И кошмар вчерашнего дня повторился. И обратилась птица прелестной девой с бронзовой кожей и золотыми волосами. И рассмеялась она, глядя на Ярополка:
— Ярик, солнце мое ясное, ты чего такой серьезный? Улыбнись, Ярик, улыбнись, к нам едет моя мама!
Он готов был сразу орать и звать шамана, но горло перехватило, словно туда песка насыпали, и Ярополк опомниться не успел, как уже бежал с девоптицей под руку к небольшой деревянной хижине, с основы до плоской крыши заросшей пестрыми цветами и вьюнками.

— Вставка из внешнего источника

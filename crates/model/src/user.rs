use std::path::PathBuf;

use serde::{Deserialize, Serialize};

#[derive(Debug, Clone, Default, Deserialize)]
#[serde(default)]
pub struct UserResponse {
    #[serde(rename = "userId")]
    pub user_id: String,
    #[serde(rename = "email")]
    pub email: String,
    #[serde(rename = "userName")]
    pub name: String,
    #[serde(rename = "userImg")]
    pub image_url: String,
}

/// The signed-in user.
#[derive(Debug, Clone, Default, PartialEq, Serialize, Deserialize)]
pub struct User {
    pub user_id: String,
    pub email: String,
    pub name: String,
    pub image_url: String,
}

impl From<UserResponse> for User {
    fn from(response: UserResponse) -> Self {
        Self {
            user_id: response.user_id,
            email: response.email,
            name: response.name,
            image_url: response.image_url,
        }
    }
}

/// What to do with the profile image when the profile is saved.
#[derive(Debug, Clone, Default, PartialEq, Eq, Serialize, Deserialize)]
pub enum ProfileImageChange {
    #[default]
    Keep,
    /// Reset to the service's default avatar.
    Default,
    /// Upload a local image file.
    File(PathBuf),
}
//! Plan write screen driven against mocked repositories.

mod common;

use assert_matches::assert_matches;
use moim_app::feature::plan_write::{self, PlanWriteAction};
use moim_app::view::{Route, UiEvent};
use moim_events::{PlanChangeKind, ScreenId};
use moim_model::{Place, PlanItem};

use common::*;

fn cafe() -> Place {
    Place {
        name: "Blue Cafe".into(),
        address: "12 Old St".into(),
        road_address: "12 New Rd".into(),
        latitude: 37.51,
        longitude: 127.02,
    }
}

// ---------------------------------------------------------------------------
// Test: a complete form creates the plan and announces it
// ---------------------------------------------------------------------------

#[tokio::test]
async fn submit_creates_plan_and_goes_back() {
    let mut mocks = Mocks::new();
    mocks
        .plan
        .expect_search_place()
        .withf(|keyword, _, _| keyword == "cafe")
        .returning(|_, _, _| Ok(vec![cafe()]));
    mocks
        .plan
        .expect_create_plan()
        .withf(|meeting_id, draft| {
            meeting_id == "m1"
                && draft.name == "Dinner"
                && draft.place_name == "Blue Cafe"
                && draft.address == "12 New Rd"
                && draft.weather_address == "12 Old St"
        })
        .returning(|meeting_id, _| Ok(plan("p9", meeting_id, FUTURE_TIME)));
    let container = mocks.into_container();
    let mut observer = container.plan_bus.subscribe(ScreenId::new());

    let screen = plan_write::open(&container, "m1", None);
    let mut events = screen.take_events().unwrap();

    screen
        .send(PlanWriteAction::ChangeName(" Dinner ".into()))
        .await;
    screen
        .send(PlanWriteAction::ChangeTime(FUTURE_TIME.into()))
        .await;
    screen
        .send(PlanWriteAction::SearchPlace {
            keyword: " cafe ".into(),
            x: 127.0,
            y: 37.5,
        })
        .await;
    let content = screen.state().success().cloned().unwrap();
    assert_eq!(content.search_results, vec![cafe()]);

    screen.send(PlanWriteAction::SelectPlace(cafe())).await;
    let content = screen.state().success().cloned().unwrap();
    assert!(content.search_results.is_empty());
    assert_eq!(content.address, "12 New Rd");
    assert_eq!(content.weather_address, "12 Old St");

    screen.send(PlanWriteAction::Submit).await;

    assert_eq!(drain(&mut events), vec![UiEvent::Navigate(Route::Back)]);
    let change = tokio::time::timeout(WAIT, observer.recv())
        .await
        .unwrap()
        .unwrap();
    assert_eq!(
        change.kind,
        PlanChangeKind::Created {
            meeting_id: "m1".into()
        }
    );
}

// ---------------------------------------------------------------------------
// Test: an incomplete or past form is not submitted
// ---------------------------------------------------------------------------

#[tokio::test]
async fn incomplete_form_is_not_submitted() {
    let mut mocks = Mocks::new();
    mocks.plan.expect_create_plan().never();
    let container = mocks.into_container();

    let screen = plan_write::open(&container, "m1", None);
    let mut events = screen.take_events().unwrap();

    screen.send(PlanWriteAction::ChangeName("Lunch".into())).await;
    screen.send(PlanWriteAction::SelectPlace(cafe())).await;
    screen
        .send(PlanWriteAction::ChangeTime(PAST_TIME.into()))
        .await;
    screen.send(PlanWriteAction::Submit).await;

    assert!(drain(&mut events).is_empty());
}

// ---------------------------------------------------------------------------
// Test: editing updates the plan and broadcasts the edited item
// ---------------------------------------------------------------------------

#[tokio::test]
async fn editing_broadcasts_the_updated_plan() {
    let mut mocks = Mocks::new();
    mocks
        .plan
        .expect_update_plan()
        .withf(|plan_id, draft| {
            plan_id == "p1" && draft.name == "Brunch" && draft.weather_address == "Lot 7"
        })
        .returning(|_, _| {
            let mut updated = plan("", "", FUTURE_TIME);
            updated.plan_name = "Brunch".into();
            Ok(updated)
        });
    let container = mocks.into_container();
    let mut observer = container.plan_bus.subscribe(ScreenId::new());

    let existing = PlanItem {
        post_id: "p1".into(),
        comment_check_id: "p1".into(),
        meeting_id: "m1".into(),
        post_name: "Lunch".into(),
        place_name: "Blue Cafe".into(),
        address: "12 New Rd".into(),
        weather_address: "Lot 7".into(),
        plan_at: FUTURE_TIME.into(),
        is_upcoming: true,
        ..Default::default()
    };
    let screen = plan_write::open(&container, "m1", Some(existing));
    let content = screen.state().success().cloned().unwrap();
    assert_eq!(content.plan_id.as_deref(), Some("p1"));
    assert_eq!(content.name, "Lunch");

    screen.send(PlanWriteAction::ChangeName("Brunch".into())).await;
    screen.send(PlanWriteAction::Submit).await;

    let change = tokio::time::timeout(WAIT, observer.recv())
        .await
        .unwrap()
        .unwrap();
    assert_matches!(
        change.kind,
        PlanChangeKind::Edited(item)
            if item.post_id == "p1" && item.meeting_id == "m1" && item.post_name == "Brunch"
    );
}
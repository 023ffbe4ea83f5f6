//! HTTP access to the MoimTable REST API.
//!
//! [`ApiClient`] owns the connection pool, base URL and token store; the
//! services under [`service`] describe endpoints per resource. Failures come
//! back as [`NetworkError`] and convert into [`moim_core::DataError`].

pub mod client;
pub mod config;
pub mod error;
pub mod service;
pub mod token;

pub use client::ApiClient;
pub use config::{ConfigError, NetworkConfig};
pub use error::NetworkError;
pub use service::{CommentApi, MeetingApi, ParticipantApi, PlanApi, ReviewApi, UserApi};
pub use token::{MemoryTokenStore, TokenStore};

/// All resource services built over one shared client.
#[derive(Clone)]
pub struct Services {
    pub meeting: MeetingApi,
    pub plan: PlanApi,
    pub review: ReviewApi,
    pub comment: CommentApi,
    pub participant: ParticipantApi,
    pub user: UserApi,
}

impl Services {
    pub fn new(client: ApiClient) -> Self {
        Self {
            meeting: MeetingApi::new(client.clone()),
            plan: PlanApi::new(client.clone()),
            review: ReviewApi::new(client.clone()),
            comment: CommentApi::new(client.clone()),
            participant: ParticipantApi::new(client.clone()),
            user: UserApi::new(client),
        }
    }
}
use std::future::Future;

use moim_core::{DataError, DataResult};
use moim_network::NetworkError;

/// Await an API call, logging and classifying its failure.
///
/// `operation` names the repository method in the log line.
pub(crate) async fn catching<T>(
    operation: &'static str,
    call: impl Future<Output = Result<T, NetworkError>>,
) -> DataResult<T> {
    call.await.map_err(|err| {
        let err = DataError::from(err);
        tracing::warn!(operation, kind = ?err.kind(), error = %err, "Repository call failed");
        err
    })
}
use std::sync::Arc;

use axum::Router;
use moim_network::{ApiClient, MemoryTokenStore, NetworkConfig, Services};

/// Serve `router` on an ephemeral local port and return its base URL.
pub async fn spawn_server(router: Router) -> String {
    let listener = tokio::net::TcpListener::bind("127.0.0.1:0").await.unwrap();
    let addr = listener.local_addr().unwrap();
    tokio::spawn(async move {
        axum::serve(listener, router).await.unwrap();
    });
    format!("http://{addr}/")
}

/// Build the resource services against `base_url`, optionally signed in.
pub fn services(base_url: &str, token: Option<&str>) -> Services {
    let config = NetworkConfig {
        base_url: base_url.to_string(),
        request_timeout_secs: 5,
        connect_timeout_secs: 2,
    };
    let tokens = Arc::new(MemoryTokenStore::new(token.map(str::to_string)));
    Services::new(ApiClient::new(&config, tokens).unwrap())
}
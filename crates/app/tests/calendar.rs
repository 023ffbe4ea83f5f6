//! Calendar screen driven against mocked repositories.

mod common;

use std::sync::{Arc, Mutex};

use chrono::NaiveDate;
use moim_app::feature::calendar::{self, CalendarAction};
use moim_app::view::{Route, UiEvent};
use moim_model::PlanReviewContainer;

use common::*;

fn calendar_mocks(months: Arc<Mutex<Vec<String>>>) -> Mocks {
    let mut mocks = Mocks::new();
    mocks
        .plan
        .expect_get_plans_for_calendar()
        .returning(move |month| {
            months.lock().unwrap().push(month.to_string());
            Ok(PlanReviewContainer {
                plans: vec![
                    plan("p1", "m1", "2024-05-03 19:00:00"),
                    plan("p2", "m1", "2024-05-10 19:00:00"),
                ],
                reviews: vec![review("r1", "p0", "m1")],
            })
        });
    mocks
}

// ---------------------------------------------------------------------------
// Test: the current month in server time is fetched first
// ---------------------------------------------------------------------------

#[tokio::test]
async fn opens_on_the_current_month() {
    let months = Arc::new(Mutex::new(Vec::new()));
    let container = calendar_mocks(Arc::clone(&months)).into_container();
    let screen = calendar::open(&container);

    let content = loaded(&screen).await;

    assert_eq!(content.month, "2024-05");
    assert_eq!(content.posts.len(), 3);
    assert_eq!(content.selected_day, None);
    assert_eq!(*months.lock().unwrap(), ["2024-05"]);
}

// ---------------------------------------------------------------------------
// Test: selecting a day filters locally
// ---------------------------------------------------------------------------

#[tokio::test]
async fn selecting_a_day_filters_without_fetching() {
    let months = Arc::new(Mutex::new(Vec::new()));
    let container = calendar_mocks(Arc::clone(&months)).into_container();
    let screen = calendar::open(&container);
    loaded(&screen).await;

    let day = NaiveDate::from_ymd_opt(2024, 5, 10).unwrap();
    screen.send(CalendarAction::SelectDay(day)).await;

    let content = screen.state().success().cloned().unwrap();
    assert_eq!(content.selected_day, Some(day));
    let ids: Vec<_> = content.day_posts.iter().map(|p| p.post_id.as_str()).collect();
    assert_eq!(ids, ["p2"]);
    assert_eq!(months.lock().unwrap().len(), 1);
}

// ---------------------------------------------------------------------------
// Test: moving to the next month refetches and clears the day
// ---------------------------------------------------------------------------

#[tokio::test]
async fn next_month_refetches_and_clears_selection() {
    let months = Arc::new(Mutex::new(Vec::new()));
    let container = calendar_mocks(Arc::clone(&months)).into_container();
    let screen = calendar::open(&container);
    loaded(&screen).await;

    screen
        .send(CalendarAction::SelectDay(
            NaiveDate::from_ymd_opt(2024, 5, 3).unwrap(),
        ))
        .await;
    screen.send(CalendarAction::NextMonth).await;

    let content = wait_content(&screen, |c| c.month == "2024-06").await;
    assert_eq!(content.selected_day, None);
    assert!(content.day_posts.is_empty());
    assert_eq!(*months.lock().unwrap(), ["2024-05", "2024-06"]);

    screen
        .send(CalendarAction::ChangeMonth {
            year: 2023,
            month: 12,
        })
        .await;
    wait_content(&screen, |c| c.month == "2023-12").await;
}

// ---------------------------------------------------------------------------
// Test: opening a post navigates to its detail
// ---------------------------------------------------------------------------

#[tokio::test]
async fn open_post_navigates_to_detail() {
    let container = calendar_mocks(Arc::default()).into_container();
    let screen = calendar::open(&container);
    let mut events = screen.take_events().unwrap();
    loaded(&screen).await;

    screen
        .send(CalendarAction::OpenPost {
            post_id: "r1".into(),
            is_plan: false,
        })
        .await;

    assert_eq!(
        next_event(&mut events).await,
        UiEvent::Navigate(Route::PlanDetail {
            post_id: "r1".into(),
            is_plan: false
        })
    );
}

А потом сидел за обшарпанным столом, глядел на неуместную в данной обстановке фарфоровую чашку, куда ему все подливала и подливала чай постаревшая копия девоптицы, и мысленно молился о скорой смерти.
— …И сад сорняком зарос, не следишь совсем, Ярик, — попеняла, очевидно, теща.
— …И баньку б давно срубил, а то ж и отдохнуть никого приличного не позвать, что в вашей глуши делать?